(Stored data)
..............................

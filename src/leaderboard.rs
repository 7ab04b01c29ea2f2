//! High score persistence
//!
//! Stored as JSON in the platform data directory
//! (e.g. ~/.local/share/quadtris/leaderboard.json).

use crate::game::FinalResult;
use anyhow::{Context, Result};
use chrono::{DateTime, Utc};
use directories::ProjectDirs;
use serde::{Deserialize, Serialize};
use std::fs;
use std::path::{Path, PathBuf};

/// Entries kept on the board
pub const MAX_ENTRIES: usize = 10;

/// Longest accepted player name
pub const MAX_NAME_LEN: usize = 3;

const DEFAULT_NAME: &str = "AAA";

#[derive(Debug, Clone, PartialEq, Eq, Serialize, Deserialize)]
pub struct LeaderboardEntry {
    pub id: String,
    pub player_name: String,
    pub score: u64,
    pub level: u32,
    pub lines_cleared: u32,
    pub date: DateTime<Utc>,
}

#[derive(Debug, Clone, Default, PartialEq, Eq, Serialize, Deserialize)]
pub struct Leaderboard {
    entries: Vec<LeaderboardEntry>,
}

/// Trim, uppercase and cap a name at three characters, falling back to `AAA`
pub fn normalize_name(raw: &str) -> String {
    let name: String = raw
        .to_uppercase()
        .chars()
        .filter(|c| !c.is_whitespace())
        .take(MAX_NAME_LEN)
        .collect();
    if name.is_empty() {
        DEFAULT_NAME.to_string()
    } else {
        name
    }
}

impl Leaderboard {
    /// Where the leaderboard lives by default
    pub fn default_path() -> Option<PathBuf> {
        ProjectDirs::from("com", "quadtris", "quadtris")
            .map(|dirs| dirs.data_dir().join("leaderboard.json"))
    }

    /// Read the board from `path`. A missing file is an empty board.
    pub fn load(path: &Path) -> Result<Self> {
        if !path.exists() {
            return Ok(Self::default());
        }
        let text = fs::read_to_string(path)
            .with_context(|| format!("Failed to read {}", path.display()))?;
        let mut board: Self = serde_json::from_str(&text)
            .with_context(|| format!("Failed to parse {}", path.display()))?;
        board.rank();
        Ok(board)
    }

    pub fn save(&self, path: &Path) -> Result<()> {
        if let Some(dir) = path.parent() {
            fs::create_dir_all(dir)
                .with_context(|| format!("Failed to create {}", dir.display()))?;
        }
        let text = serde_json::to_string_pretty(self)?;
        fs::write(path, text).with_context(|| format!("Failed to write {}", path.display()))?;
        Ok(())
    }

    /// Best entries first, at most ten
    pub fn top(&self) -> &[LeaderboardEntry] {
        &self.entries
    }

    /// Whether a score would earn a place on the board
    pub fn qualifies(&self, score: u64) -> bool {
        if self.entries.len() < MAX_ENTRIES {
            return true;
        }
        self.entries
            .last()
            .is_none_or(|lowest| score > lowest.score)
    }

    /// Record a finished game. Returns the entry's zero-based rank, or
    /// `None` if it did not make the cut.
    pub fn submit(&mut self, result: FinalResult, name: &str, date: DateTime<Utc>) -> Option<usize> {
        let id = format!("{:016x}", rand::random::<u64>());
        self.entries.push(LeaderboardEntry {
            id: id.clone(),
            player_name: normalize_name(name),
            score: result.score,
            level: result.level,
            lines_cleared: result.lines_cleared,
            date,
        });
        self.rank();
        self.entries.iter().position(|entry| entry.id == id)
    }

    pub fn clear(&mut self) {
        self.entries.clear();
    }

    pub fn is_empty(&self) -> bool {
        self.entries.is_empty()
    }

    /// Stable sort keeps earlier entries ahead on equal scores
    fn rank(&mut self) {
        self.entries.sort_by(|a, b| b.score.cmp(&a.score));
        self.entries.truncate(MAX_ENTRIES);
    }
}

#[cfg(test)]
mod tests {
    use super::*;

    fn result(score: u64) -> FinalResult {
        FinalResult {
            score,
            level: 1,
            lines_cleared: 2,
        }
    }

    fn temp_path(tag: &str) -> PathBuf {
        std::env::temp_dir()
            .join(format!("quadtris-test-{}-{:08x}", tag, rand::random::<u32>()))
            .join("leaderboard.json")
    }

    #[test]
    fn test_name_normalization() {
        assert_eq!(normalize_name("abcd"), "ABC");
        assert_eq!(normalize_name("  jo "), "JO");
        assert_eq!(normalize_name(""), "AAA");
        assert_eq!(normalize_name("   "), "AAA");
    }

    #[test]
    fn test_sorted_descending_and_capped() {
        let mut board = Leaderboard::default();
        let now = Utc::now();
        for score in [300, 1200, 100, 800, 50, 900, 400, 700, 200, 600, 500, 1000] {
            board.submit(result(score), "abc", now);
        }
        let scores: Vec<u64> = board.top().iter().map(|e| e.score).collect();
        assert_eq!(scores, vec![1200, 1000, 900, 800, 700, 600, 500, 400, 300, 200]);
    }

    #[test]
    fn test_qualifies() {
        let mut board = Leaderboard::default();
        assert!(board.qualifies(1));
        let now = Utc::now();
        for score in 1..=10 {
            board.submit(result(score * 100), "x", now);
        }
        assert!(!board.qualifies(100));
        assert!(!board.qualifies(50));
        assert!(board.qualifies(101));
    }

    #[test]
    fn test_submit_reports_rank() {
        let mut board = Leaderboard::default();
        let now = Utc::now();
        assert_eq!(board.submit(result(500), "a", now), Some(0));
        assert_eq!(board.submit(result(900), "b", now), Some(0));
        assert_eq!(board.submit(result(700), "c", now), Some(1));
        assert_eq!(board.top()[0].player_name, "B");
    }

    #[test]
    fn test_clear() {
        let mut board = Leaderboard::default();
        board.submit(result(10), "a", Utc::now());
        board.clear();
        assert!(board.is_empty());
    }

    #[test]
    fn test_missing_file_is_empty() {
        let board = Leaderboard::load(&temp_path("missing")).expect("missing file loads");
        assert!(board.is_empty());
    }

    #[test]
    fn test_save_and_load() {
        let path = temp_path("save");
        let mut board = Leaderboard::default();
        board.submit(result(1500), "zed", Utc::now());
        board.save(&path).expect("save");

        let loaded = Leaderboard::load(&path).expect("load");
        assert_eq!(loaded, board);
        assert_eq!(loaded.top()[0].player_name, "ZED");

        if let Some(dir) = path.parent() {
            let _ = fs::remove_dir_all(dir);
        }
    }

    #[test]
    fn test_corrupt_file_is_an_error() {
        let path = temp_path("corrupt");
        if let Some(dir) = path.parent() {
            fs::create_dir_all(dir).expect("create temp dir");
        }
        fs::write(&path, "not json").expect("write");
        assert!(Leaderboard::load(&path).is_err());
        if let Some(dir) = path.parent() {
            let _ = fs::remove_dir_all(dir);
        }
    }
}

..............................

◆ WHAT THE TASK REQUIRES
Each entry is to be retyped precisely as it stands.

◆ SOLUTION TO THE PROBLEM
filename src/leaderboard.rs
repository 7ab04b01c29ea2f2
//! High score persistence
//!
//! Stored as JSON in the platform data directory
//! (e.g. ~/.local/share/quadtris/leaderboard.json).

use crate::game::FinalResult;
use anyhow::{Context, Result};
use chrono::{DateTime, Utc};
use directories::ProjectDirs;
use serde::{Deserialize, Serialize};
use std::fs;
use std::path::{Path, PathBuf};

/// Entries kept on the board
pub const MAX_ENTRIES: usize = 10;

/// Longest accepted player name
pub const MAX_NAME_LEN: usize = 3;

const DEFAULT_NAME: &str = "AAA";

#[derive(Debug, Clone, PartialEq, Eq, Serialize, Deserialize)]
pub struct LeaderboardEntry {
    pub id: String,
    pub player_name: String,
    pub score: u64,
    pub level: u32,
    pub lines_cleared: u32,
    pub date: DateTime<Utc>,
}

#[derive(Debug, Clone, Default, PartialEq, Eq, Serialize, Deserialize)]
pub struct Leaderboard {
    entries: Vec<LeaderboardEntry>,
}

/// Trim, uppercase and cap a name at three characters, falling back to `AAA`
pub fn normalize_name(raw: &str) -> String {
    let name: String = raw
        .to_uppercase()
        .chars()
        .filter(|c| !c.is_whitespace())
        .take(MAX_NAME_LEN)
        .collect();
    if name.is_empty() {
        DEFAULT_NAME.to_string()
    } else {
        name
    }
}

impl Leaderboard {
    /// Where the leaderboard lives by default
    pub fn default_path() -> Option<PathBuf> {
        ProjectDirs::from("com", "quadtris", "quadtris")
            .map(|dirs| dirs.data_dir().join("leaderboard.json"))
    }

    /// Read the board from `path`. A missing file is an empty board.
    pub fn load(path: &Path) -> Result<Self> {
        if !path.exists() {
            return Ok(Self::default());
        }
        let text = fs::read_to_string(path)
            .with_context(|| format!("Failed to read {}", path.display()))?;
        let mut board: Self = serde_json::from_str(&text)
            .with_context(|| format!("Failed to parse {}", path.display()))?;
        board.rank();
        Ok(board)
    }

    pub fn save(&self, path: &Path) -> Result<()> {
        if let Some(dir) = path.parent() {
            fs::create_dir_all(dir)
                .with_context(|| format!("Failed to create {}", dir.display()))?;
        }
        let text = serde_json::to_string_pretty(self)?;
        fs::write(path, text).with_context(|| format!("Failed to write {}", path.display()))?;
        Ok(())
    }

    /// Best entries first, at most ten
    pub fn top(&self) -> &[LeaderboardEntry] {
        &self.entries
    }

    /// Whether a score would earn a place on the board
    pub fn qualifies(&self, score: u64) -> bool {
        if self.entries.len() < MAX_ENTRIES {
            return true;
        }
        self.entries
            .last()
            .is_none_or(|lowest| score > lowest.score)
    }

    /// Record a finished game. Returns the entry's zero-based rank, or
    /// `None` if it did not make the cut.
    pub fn submit(&mut self, result: FinalResult, name: &str, date: DateTime<Utc>) -> Option<usize> {
        let id = format!("{:016x}", rand::random::<u64>());
        self.entries.push(LeaderboardEntry {
            id: id.clone(),
            player_name: normalize_name(name),
            score: result.score,
            level: result.level,
            lines_cleared: result.lines_cleared,
            date,
        });
        self.rank();
        self.entries.iter().position(|entry| entry.id == id)
    }

    pub fn clear(&mut self) {
        self.entries.clear();
    }

    pub fn is_empty(&self) -> bool {
        self.entries.is_empty()
    }

    /// Stable sort keeps earlier entries ahead on equal scores
    fn rank(&mut self) {
        self.entries.sort_by(|a, b| b.score.cmp(&a.score));
        self.entries.truncate(MAX_ENTRIES);
    }
}

#[cfg(test)]
mod tests {
    use super::*;

    fn result(score: u64) -> FinalResult {
        FinalResult {
            score,
            level: 1,
            lines_cleared: 2,
        }
    }

    fn temp_path(tag: &str) -> PathBuf {
        std::env::temp_dir()
            .join(format!("quadtris-test-{}-{:08x}", tag, rand::random::<u32>()))
            .join("leaderboard.json")
    }

    #[test]
    fn test_name_normalization() {
        assert_eq!(normalize_name("abcd"), "ABC");
        assert_eq!(normalize_name("  jo "), "JO");
        assert_eq!(normalize_name(""), "AAA");
        assert_eq!(normalize_name("   "), "AAA");
    }

    #[test]
    fn test_sorted_descending_and_capped() {
        let mut board = Leaderboard::default();
        let now = Utc::now();
        for score in [300, 1200, 100, 800, 50, 900, 400, 700, 200, 600, 500, 1000] {
            board.submit(result(score), "abc", now);
        }
        let scores: Vec<u64> = board.top().iter().map(|e| e.score).collect();
        assert_eq!(scores, vec![1200, 1000, 900, 800, 700, 600, 500, 400, 300, 200]);
    }

    #[test]
    fn test_qualifies() {
        let mut board = Leaderboard::default();
        assert!(board.qualifies(1));
        let now = Utc::now();
        for score in 1..=10 {
            board.submit(result(score * 100), "x", now);
        }
        assert!(!board.qualifies(100));
        assert!(!board.qualifies(50));
        assert!(board.qualifies(101));
    }

    #[test]
    fn test_submit_reports_rank() {
        let mut board = Leaderboard::default();
        let now = Utc::now();
        assert_eq!(board.submit(result(500), "a", now), Some(0));
        assert_eq!(board.submit(result(900), "b", now), Some(0));
        assert_eq!(board.submit(result(700), "c", now), Some(1));
        assert_eq!(board.top()[0].player_name, "B");
    }

    #[test]
    fn test_clear() {
        let mut board = Leaderboard::default();
        board.submit(result(10), "a", Utc::now());
        board.clear();
        assert!(board.is_empty());
    }

    #[test]
    fn test_missing_file_is_empty() {
        let board = Leaderboard::load(&temp_path("missing")).expect("missing file loads");
        assert!(board.is_empty());
    }

    #[test]
    fn test_save_and_load() {
        let path = temp_path("save");
        let mut board = Leaderboard::default();
        board.submit(result(1500), "zed", Utc::now());
        board.save(&path).expect("save");

        let loaded = Leaderboard::load(&path).expect("load");
        assert_eq!(loaded, board);
        assert_eq!(loaded.top()[0].player_name, "ZED");

        if let Some(dir) = path.parent() {
            let _ = fs::remove_dir_all(dir);
        }
    }

    #[test]
    fn test_corrupt_file_is_an_error() {
        let path = temp_path("corrupt");
        if let Some(dir) = path.parent() {
            fs::create_dir_all(dir).expect("create temp dir");
        }
        fs::write(&path, "not json").expect("write");
        assert!(Leaderboard::load(&path).is_err());
        if let Some(dir) = path.parent() {
            let _ = fs::remove_dir_all(dir);
        }
    }
}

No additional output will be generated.